The global theme was “consumers for fair financial services campaign” and Zambia had a local theme dabbed “Consumer rights and obligations-Knowledge is power. The local theme was constructed in this manner to suit with the current developments in the country aimed at protecting the consumer welfare.
The commemoration, proceeded by a March past and saw hundreds of people gathering at Kamwala square, South of Lusaka City-were the event was held.
Speaking at the commemoration, Consumer Unity and Trust Society (CUTS) Board chair Ambassador Love Mtesa said that this year’s theme was very appropriate especially now that the Government recently passed the a new law looking at Competition and Consumer Protection.
“It is time that Zambian consumers understood their rights and their obligations, He said, Ambassador Mtesa commended government on enacting this law which and he said consumers would heartily welcome because it endeavours to protect their rights and interests.
He however stated that having a good law is one thing and making it work effectively is quite another hence imploring stakeholders to play their part in the enforcement process.
And speaking at the same function, the Chairman of the Competition and Consumer Protection Commission (CCPC) Mr Bernard Chiwala said that the role that consumers play in the development of any key economy can not be overemphasized.
“Consumers trigger demand for goods and services thereby creating job opportunities for discerning entrepreneurs. Consumers directly influence job creation in the country” he said.
Mr Chiwala further acknowledged that most consumers are faced with a lot of problems. Rampant supply of defective products and denial of liability by business persons to take responsibility for the defective products they supply were sighted as some of the problems.
However, he re-echoed Ambassador Mtesa’s comments and also thanked government for enacting the new Competition and Consumer Protection Act 2010. He said that the Act gives the commission enough administrative powers to fine those who abrogate the rights of consumers. He sighted some of the consumer related violations which the new law wishes to address as the displaying of disclaimers “NO refund No Return and those found wanting would compel to pay 10 percent of the annual turn over to the commission. He further added that in 2010, the Commission managed to recover more than K50 million in cash refunds and products replacements for consumers.

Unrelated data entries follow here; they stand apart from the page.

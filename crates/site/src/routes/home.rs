//! Tenant home and page route handlers.

use std::fmt::Write;

use axum::{
    extract::{Path, State},
    response::{Html, IntoResponse, Redirect, Response},
};
use tracing::instrument;

use minispace_core::layout::{Body, DocumentMeta, LayoutId, SiteChrome, escape_html, render_document};

use crate::db::pages::{PageRepository, PageRow};
use crate::db::tenants::TenantSite;
use crate::error::{AppError, Result};
use crate::markdown::render_blocks;
use crate::state::AppState;
use crate::tenant::{HostClass, SiteHost, Tenant, classify_host, resolve_host, resolve_username};

use super::{discover, path_chrome};

/// Dispatch `/` on the request host: the apex serves the platform landing
/// page, everything else serves the resolved tenant's home.
#[instrument(skip(state))]
pub async fn root(State(state): State<AppState>, SiteHost(host): SiteHost) -> Result<Response> {
    match classify_host(&host, &state.config().base_domain) {
        HostClass::Apex => Ok(discover::landing(&state).into_response()),
        HostClass::Subdomain(_) | HostClass::External(_) => {
            let site = resolve_host(&state, &host)
                .await?
                .ok_or(AppError::UnknownSite(host))?;
            render_home(&state, &site, &site.chrome).await
        }
    }
}

/// Display a tenant page by slug.
///
/// # Errors
///
/// Returns 404 if neither the slug nor an alias matches.
#[instrument(skip(state, site), fields(tenant = %site.0.username))]
pub async fn page(
    State(state): State<AppState>,
    site: Tenant,
    Path(slug): Path<String>,
) -> Result<Response> {
    let Tenant(site) = site;
    serve_page(&state, &site, &site.chrome, &slug).await
}

/// `/u/{username}` - tenant home through the path fallback.
#[instrument(skip(state))]
pub async fn home_by_path(
    State(state): State<AppState>,
    Path(username): Path<String>,
) -> Result<Response> {
    let site = resolve_username(&state, &username).await?;
    let chrome = path_chrome(&site);
    render_home(&state, &site, &chrome).await
}

/// `/u/{username}/{slug}` - tenant page through the path fallback.
#[instrument(skip(state))]
pub async fn page_by_path(
    State(state): State<AppState>,
    Path((username, slug)): Path<(String, String)>,
) -> Result<Response> {
    let site = resolve_username(&state, &username).await?;
    let chrome = path_chrome(&site);
    serve_page(&state, &site, &chrome, &slug).await
}

/// Render the tenant's home: the page flagged `is_home`, or a generated
/// profile page listing their pages when none is set.
pub(crate) async fn render_home(
    state: &AppState,
    site: &TenantSite,
    chrome: &SiteChrome,
) -> Result<Response> {
    let pages = PageRepository::new(state.pool());

    if let Some(page) = pages.get_home(site.user_id).await? {
        return render_page_doc(state, chrome, &page).await;
    }

    let page_rows = pages.list_for_user(site.user_id).await?;
    let mut content = String::new();
    if page_rows.is_empty() {
        content.push_str("<p>This site has no pages yet.</p>\n");
    } else {
        content.push_str("<ul>\n");
        for row in &page_rows {
            let _ = write!(
                content,
                "<li><a href=\"{base}/{slug}\">{title}</a></li>\n",
                base = escape_html(&chrome.base_path),
                slug = escape_html(&row.slug),
                title = escape_html(&row.title),
            );
        }
        content.push_str("</ul>\n");
    }

    let body = Body::Page {
        title: String::new(),
        content_html: content,
    };
    Ok(Html(render_document(chrome, &DocumentMeta::default(), &body)).into_response())
}

/// Serve a page by slug, following aliases with a permanent redirect.
pub(crate) async fn serve_page(
    state: &AppState,
    site: &TenantSite,
    chrome: &SiteChrome,
    slug: &str,
) -> Result<Response> {
    let repo = PageRepository::new(state.pool());

    if let Some(page) = repo.get_by_slug(site.user_id, slug).await? {
        return render_page_doc(state, chrome, &page).await;
    }

    if let Some(aliased) = repo.get_by_alias(site.user_id, slug).await? {
        let target = format!("{}/{}", chrome.base_path, aliased.slug);
        return Ok(Redirect::permanent(&target).into_response());
    }

    Err(AppError::NotFound(slug.to_owned()))
}

/// Render a page document: content blocks through the markdown pipeline,
/// SEO fields into the head, per-page layout override applied.
async fn render_page_doc(
    state: &AppState,
    chrome: &SiteChrome,
    page: &PageRow,
) -> Result<Response> {
    let repo = PageRepository::new(state.pool());
    let blocks = repo.list_blocks(page.page_id()).await?;
    let content_html = render_blocks(&blocks);

    let mut chrome = chrome.clone();
    if let Some(layout) = page.layout.as_deref() {
        // A per-page override only applies when it parses; otherwise the
        // site-wide layout stands.
        if let Some(layout) = LayoutId::parse(layout) {
            chrome.layout = layout;
        }
    }

    let meta = DocumentMeta {
        description: page.seo_description.clone(),
        canonical_url: page.canonical_url.clone(),
        language: page.language.clone(),
    };
    // The home page speaks for the whole site; its title stays in <title>
    // but is not repeated as a heading.
    let title = if page.is_home {
        String::new()
    } else {
        page.title.clone()
    };
    let body = Body::Page {
        title,
        content_html,
    };

    Ok(Html(render_document(&chrome, &meta, &body)).into_response())
}
//! Appearance and blog settings routes.

use askama::Template;
use askama_web::WebTemplate;
use axum::{
    Form,
    extract::{Query, State},
    response::{IntoResponse, Redirect, Response},
};
use serde::Deserialize;
use tracing::instrument;

use minispace_core::HexColor;
use minispace_core::layout::{BlogStyle, FontFamily, LayoutId, ThemeId};

use crate::db::RepositoryError;
use crate::db::settings::{AppearanceUpdate, SettingsRepository, SiteSettings};
use crate::error::{AppError, Result};
use crate::filters;
use crate::middleware::RequireAuth;
use crate::state::AppState;

// =============================================================================
// Form & Query Types
// =============================================================================

/// Appearance form data.
#[derive(Debug, Deserialize)]
pub struct AppearanceForm {
    #[serde(default)]
    pub layout: String,
    #[serde(default)]
    pub theme: String,
    #[serde(default)]
    pub font_family: String,
    #[serde(default)]
    pub accent_color: String,
    #[serde(default)]
    pub background_color: String,
    #[serde(default)]
    pub text_color: String,
    #[serde(default)]
    pub header_text: String,
    #[serde(default)]
    pub footer_text: String,
    #[serde(default)]
    pub custom_domain: String,
}

/// Blog settings form data.
#[derive(Debug, Deserialize)]
pub struct BlogForm {
    /// Checkbox; present when checked.
    #[serde(default)]
    pub enabled: Option<String>,
    #[serde(default)]
    pub layout_style: String,
    /// Checkbox; present when checked.
    #[serde(default)]
    pub show_search: Option<String>,
}

/// Query parameters for error/success display.
#[derive(Debug, Deserialize)]
pub struct MessageQuery {
    pub error: Option<String>,
    pub success: Option<String>,
}

// =============================================================================
// Templates
// =============================================================================

/// A select option for the settings form.
#[derive(Debug, Clone)]
pub struct SelectOption {
    pub id: String,
    pub name: String,
}

/// Settings page template.
#[derive(Template, WebTemplate)]
#[template(path = "settings/index.html")]
pub struct SettingsTemplate {
    pub username: String,
    pub site_url: String,
    pub current_path: String,
    pub settings: SiteSettings,
    pub layouts: Vec<SelectOption>,
    pub themes: Vec<SelectOption>,
    pub fonts: Vec<SelectOption>,
    pub success_message: Option<String>,
    pub error_message: Option<String>,
}

// =============================================================================
// Handlers
// =============================================================================

/// Render the settings page.
///
/// GET /settings
#[instrument(skip(state, user), fields(user = %user.0.username))]
pub async fn settings_page(
    State(state): State<AppState>,
    user: RequireAuth,
    Query(query): Query<MessageQuery>,
) -> Result<SettingsTemplate> {
    let RequireAuth(user) = user;
    let settings = SettingsRepository::new(state.pool()).get(user.id).await?;

    let layouts = LayoutId::ALL
        .iter()
        .map(|l| SelectOption {
            id: l.as_str().to_owned(),
            name: l.display_name().to_owned(),
        })
        .collect();
    let themes = ThemeId::ALL
        .iter()
        .map(|t| SelectOption {
            id: t.as_str().to_owned(),
            name: t.as_str().to_owned(),
        })
        .collect();
    let fonts = FontFamily::ALL
        .iter()
        .map(|f| SelectOption {
            id: f.as_str().to_owned(),
            name: f.as_str().to_owned(),
        })
        .collect();

    Ok(SettingsTemplate {
        site_url: state.config().tenant_site_url(user.username.as_str()),
        username: user.username.into_inner(),
        current_path: "/settings".to_owned(),
        settings,
        layouts,
        themes,
        fonts,
        success_message: query.success.map(|s| match s.as_str() {
            "appearance" => "Appearance saved.".to_owned(),
            "blog" => "Blog settings saved.".to_owned(),
            other => other.to_owned(),
        }),
        error_message: query.error,
    })
}

/// Save appearance settings.
///
/// POST /settings/appearance
#[instrument(skip(state, user, form), fields(user = %user.0.username))]
pub async fn update_appearance(
    State(state): State<AppState>,
    user: RequireAuth,
    Form(form): Form<AppearanceForm>,
) -> Response {
    let RequireAuth(user) = user;

    let accent_color = match parse_color_field(&form.accent_color, "accent color") {
        Ok(color) => color,
        Err(msg) => return redirect_with_error(&msg),
    };
    let background_color = match parse_color_field(&form.background_color, "background color") {
        Ok(color) => color,
        Err(msg) => return redirect_with_error(&msg),
    };
    let text_color = match parse_color_field(&form.text_color, "text color") {
        Ok(color) => color,
        Err(msg) => return redirect_with_error(&msg),
    };

    // Unknown layout/theme/font names quietly become the defaults, like
    // everywhere else in the pipeline.
    let update = AppearanceUpdate {
        layout: LayoutId::parse_or_default(&form.layout).as_str().to_owned(),
        theme: ThemeId::parse_or_default(&form.theme).as_str().to_owned(),
        font_family: FontFamily::parse_or_default(&form.font_family)
            .as_str()
            .to_owned(),
        accent_color,
        background_color,
        text_color,
        header_text: trimmed(&form.header_text),
        footer_text: trimmed(&form.footer_text),
        custom_domain: trimmed(&form.custom_domain).map(|d| d.to_ascii_lowercase()),
    };

    match SettingsRepository::new(state.pool())
        .update_appearance(user.id, &update)
        .await
    {
        Ok(()) => Redirect::to("/settings?success=appearance").into_response(),
        Err(RepositoryError::Conflict(msg)) => redirect_with_error(&msg),
        Err(e) => AppError::from(e).into_response(),
    }
}

/// Save blog settings.
///
/// POST /settings/blog
#[instrument(skip(state, user, form), fields(user = %user.0.username))]
pub async fn update_blog(
    State(state): State<AppState>,
    user: RequireAuth,
    Form(form): Form<BlogForm>,
) -> Result<Redirect> {
    let RequireAuth(user) = user;

    let layout_style = BlogStyle::parse_or_default(&form.layout_style);
    SettingsRepository::new(state.pool())
        .update_blog(
            user.id,
            form.enabled.is_some(),
            layout_style.as_str(),
            form.show_search.is_some(),
        )
        .await?;

    Ok(Redirect::to("/settings?success=blog"))
}

/// Parse an optional color field; blank means unset.
fn parse_color_field(value: &str, label: &str) -> std::result::Result<Option<String>, String> {
    let trimmed = value.trim();
    if trimmed.is_empty() {
        return Ok(None);
    }
    HexColor::parse(trimmed)
        .map(|c| Some(c.to_string()))
        .map_err(|_| format!("{label} must be a #rrggbb hex value"))
}

/// Trimmed `Some`, or `None` when blank.
fn trimmed(value: &str) -> Option<String> {
    let trimmed = value.trim();
    if trimmed.is_empty() {
        None
    } else {
        Some(trimmed.to_owned())
    }
}

/// Redirect back to the settings page with a urlencoded error message.
fn redirect_with_error(message: &str) -> Response {
    Redirect::to(&format!(
        "/settings?error={}",
        urlencoding::encode(message)
    ))
    .into_response()
}

#[cfg(test)]
mod tests {
    use super::*;

    #[test]
    fn test_parse_color_field() {
        assert_eq!(parse_color_field("", "accent").unwrap(), None);
        assert_eq!(
            parse_color_field(" #AABBCC ", "accent").unwrap(),
            Some("#aabbcc".to_owned())
        );
        assert!(parse_color_field("tomato", "accent").is_err());
    }
}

And, representing the Bank of Bank (BOZ), Mr Chisha Mwanakatwe-Director for Non- banking Institutions at the Bank of Zambia, gave a different dimension by looking at the financial sector. He explained that the BOZ seeks to level the playing field between suppliers and consumers of financial products. “A level playing field is important as the majority of retail customers have less information about their financial transactions. And this result in excessively high interest rates paid, limited understanding about financial options and insufficient avenues for redress,” he said.

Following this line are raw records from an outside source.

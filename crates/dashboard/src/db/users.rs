//! User repository for database operations.
//!
//! Signup is a single transaction: the user row, their password hash, and a
//! default settings row are created together, so a half-registered account
//! can't exist. Username and email uniqueness are database constraints.

use chrono::{DateTime, Utc};
use sqlx::PgPool;

use minispace_core::{Email, UserId, Username};

use super::RepositoryError;
use crate::models::User;

/// Default appearance values for a fresh account.
const DEFAULT_LAYOUT: &str = "personal-blog";
const DEFAULT_THEME: &str = "classic";
const DEFAULT_FONT: &str = "sans";

#[derive(Debug, sqlx::FromRow)]
struct UserRow {
    id: i32,
    username: String,
    email: String,
    display_name: Option<String>,
    created_at: DateTime<Utc>,
    updated_at: DateTime<Utc>,
}

impl UserRow {
    fn into_user(self) -> Result<User, RepositoryError> {
        let username = Username::parse(&self.username).map_err(|e| {
            RepositoryError::DataCorruption(format!("invalid username in database: {e}"))
        })?;
        let email = Email::parse(&self.email).map_err(|e| {
            RepositoryError::DataCorruption(format!("invalid email in database: {e}"))
        })?;
        Ok(User {
            id: UserId::new(self.id),
            username,
            email,
            display_name: self.display_name,
            created_at: self.created_at,
            updated_at: self.updated_at,
        })
    }
}

const USER_COLUMNS: &str = "id, username, email, display_name, created_at, updated_at";

/// Repository for user database operations.
pub struct UserRepository<'a> {
    pool: &'a PgPool,
}

impl<'a> UserRepository<'a> {
    /// Create a new user repository.
    #[must_use]
    pub const fn new(pool: &'a PgPool) -> Self {
        Self { pool }
    }

    /// Get a user by their ID.
    ///
    /// # Errors
    ///
    /// Returns `RepositoryError::Database` if the query fails, or
    /// `RepositoryError::DataCorruption` if stored values no longer parse.
    pub async fn get_by_id(&self, id: UserId) -> Result<Option<User>, RepositoryError> {
        let sql = format!("SELECT {USER_COLUMNS} FROM users WHERE id = $1");
        let row = sqlx::query_as::<_, UserRow>(&sql)
            .bind(id.as_i32())
            .fetch_optional(self.pool)
            .await?;
        row.map(UserRow::into_user).transpose()
    }

    /// Get a user by their email address.
    ///
    /// # Errors
    ///
    /// Returns `RepositoryError::Database` if the query fails, or
    /// `RepositoryError::DataCorruption` if stored values no longer parse.
    pub async fn get_by_email(&self, email: &Email) -> Result<Option<User>, RepositoryError> {
        let sql = format!("SELECT {USER_COLUMNS} FROM users WHERE email = $1");
        let row = sqlx::query_as::<_, UserRow>(&sql)
            .bind(email.as_str())
            .fetch_optional(self.pool)
            .await?;
        row.map(UserRow::into_user).transpose()
    }

    /// Create a new user with their password hash and default site
    /// settings, all in one transaction.
    ///
    /// # Errors
    ///
    /// Returns `RepositoryError::Conflict` if the username or email is
    /// already taken, `RepositoryError::Database` for other failures.
    pub async fn create_with_password(
        &self,
        username: &Username,
        email: &Email,
        password_hash: &str,
    ) -> Result<User, RepositoryError> {
        let mut tx = self.pool.begin().await?;

        let sql = format!(
            "INSERT INTO users (username, email) VALUES ($1, $2)
             RETURNING {USER_COLUMNS}"
        );
        let row = sqlx::query_as::<_, UserRow>(&sql)
            .bind(username.as_str())
            .bind(email.as_str())
            .fetch_one(&mut *tx)
            .await
            .map_err(|e| {
                if let sqlx::Error::Database(ref db_err) = e
                    && db_err.is_unique_violation()
                {
                    let constraint = db_err.constraint().unwrap_or_default();
                    if constraint.contains("username") {
                        return RepositoryError::Conflict("username already taken".to_owned());
                    }
                    return RepositoryError::Conflict("email already registered".to_owned());
                }
                RepositoryError::Database(e)
            })?;

        let user = row.into_user()?;

        sqlx::query("INSERT INTO user_passwords (user_id, password_hash) VALUES ($1, $2)")
            .bind(user.id.as_i32())
            .bind(password_hash)
            .execute(&mut *tx)
            .await?;

        sqlx::query(
            "INSERT INTO site_settings (user_id, layout, theme, font_family)
             VALUES ($1, $2, $3, $4)",
        )
        .bind(user.id.as_i32())
        .bind(DEFAULT_LAYOUT)
        .bind(DEFAULT_THEME)
        .bind(DEFAULT_FONT)
        .execute(&mut *tx)
        .await?;

        tx.commit().await?;

        Ok(user)
    }

    /// Get a user's password hash by email.
    ///
    /// Returns `None` if the user doesn't exist or has no password set.
    ///
    /// # Errors
    ///
    /// Returns `RepositoryError::Database` if the query fails, or
    /// `RepositoryError::DataCorruption` if stored values no longer parse.
    pub async fn get_password_hash(
        &self,
        email: &Email,
    ) -> Result<Option<(User, String)>, RepositoryError> {
        #[derive(sqlx::FromRow)]
        struct Row {
            id: i32,
            username: String,
            email: String,
            display_name: Option<String>,
            created_at: DateTime<Utc>,
            updated_at: DateTime<Utc>,
            password_hash: Option<String>,
        }

        let row = sqlx::query_as::<_, Row>(
            "SELECT u.id, u.username, u.email, u.display_name,
                    u.created_at, u.updated_at, p.password_hash
             FROM users u
             LEFT JOIN user_passwords p ON u.id = p.user_id
             WHERE u.email = $1",
        )
        .bind(email.as_str())
        .fetch_optional(self.pool)
        .await?;

        let Some(row) = row else {
            return Ok(None);
        };

        let Some(password_hash) = row.password_hash else {
            return Ok(None);
        };

        let user = UserRow {
            id: row.id,
            username: row.username,
            email: row.email,
            display_name: row.display_name,
            created_at: row.created_at,
            updated_at: row.updated_at,
        }
        .into_user()?;

        Ok(Some((user, password_hash)))
    }

    /// Update a user's display name.
    ///
    /// # Errors
    ///
    /// Returns `RepositoryError::NotFound` if the user doesn't exist,
    /// `RepositoryError::Database` for other failures.
    pub async fn update_display_name(
        &self,
        user_id: UserId,
        display_name: Option<&str>,
    ) -> Result<(), RepositoryError> {
        let result = sqlx::query(
            "UPDATE users SET display_name = $1, updated_at = NOW() WHERE id = $2",
        )
        .bind(display_name)
        .bind(user_id.as_i32())
        .execute(self.pool)
        .await?;

        if result.rows_affected() == 0 {
            return Err(RepositoryError::NotFound);
        }

        Ok(())
    }
}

Mr. Mwanakatwe further said that the World Bank discussion report suggested that each year, the global economy adds an estimated 150 million new consumers against a wide array of financial services, made possible by technological innovation and increased competition for financial products. “Most consumers are in developing countries, where consumer protection and financial literacy are still in their infancy. While the majority of consumers usually have inadequate, or lack, information about the financial system and financial transactions, financial service providers often have a great of information about the consumer and the market, including credit histories, market assessments, and analysis to inform their decision”.
He said that because of this and much more, there is need to put measures to protect the consumers and enhance financial literacy among consumers. Weak consumer protection and financial literacy can render households vulnerable to unfair and abusive practices by financial institutions. Meanwhile Deputy Minister in the Ministry of Commerce Trade and Industry Dr Lwipa Puma started explaining the history of world consumer rights day and elaborated on the eight consumer rights as enshrined in the UN guidelines.
He further said that government places great importance on welfare of the consumers and also on the need to have knowledgeable consumers who play a key role in creating competitive and fair business environment. He said that to this end, the government has created the CCPC and other regulatory bodies which sets out government vision and mission in developing competitive and fair markets that will lead to industrial and economic growth and development.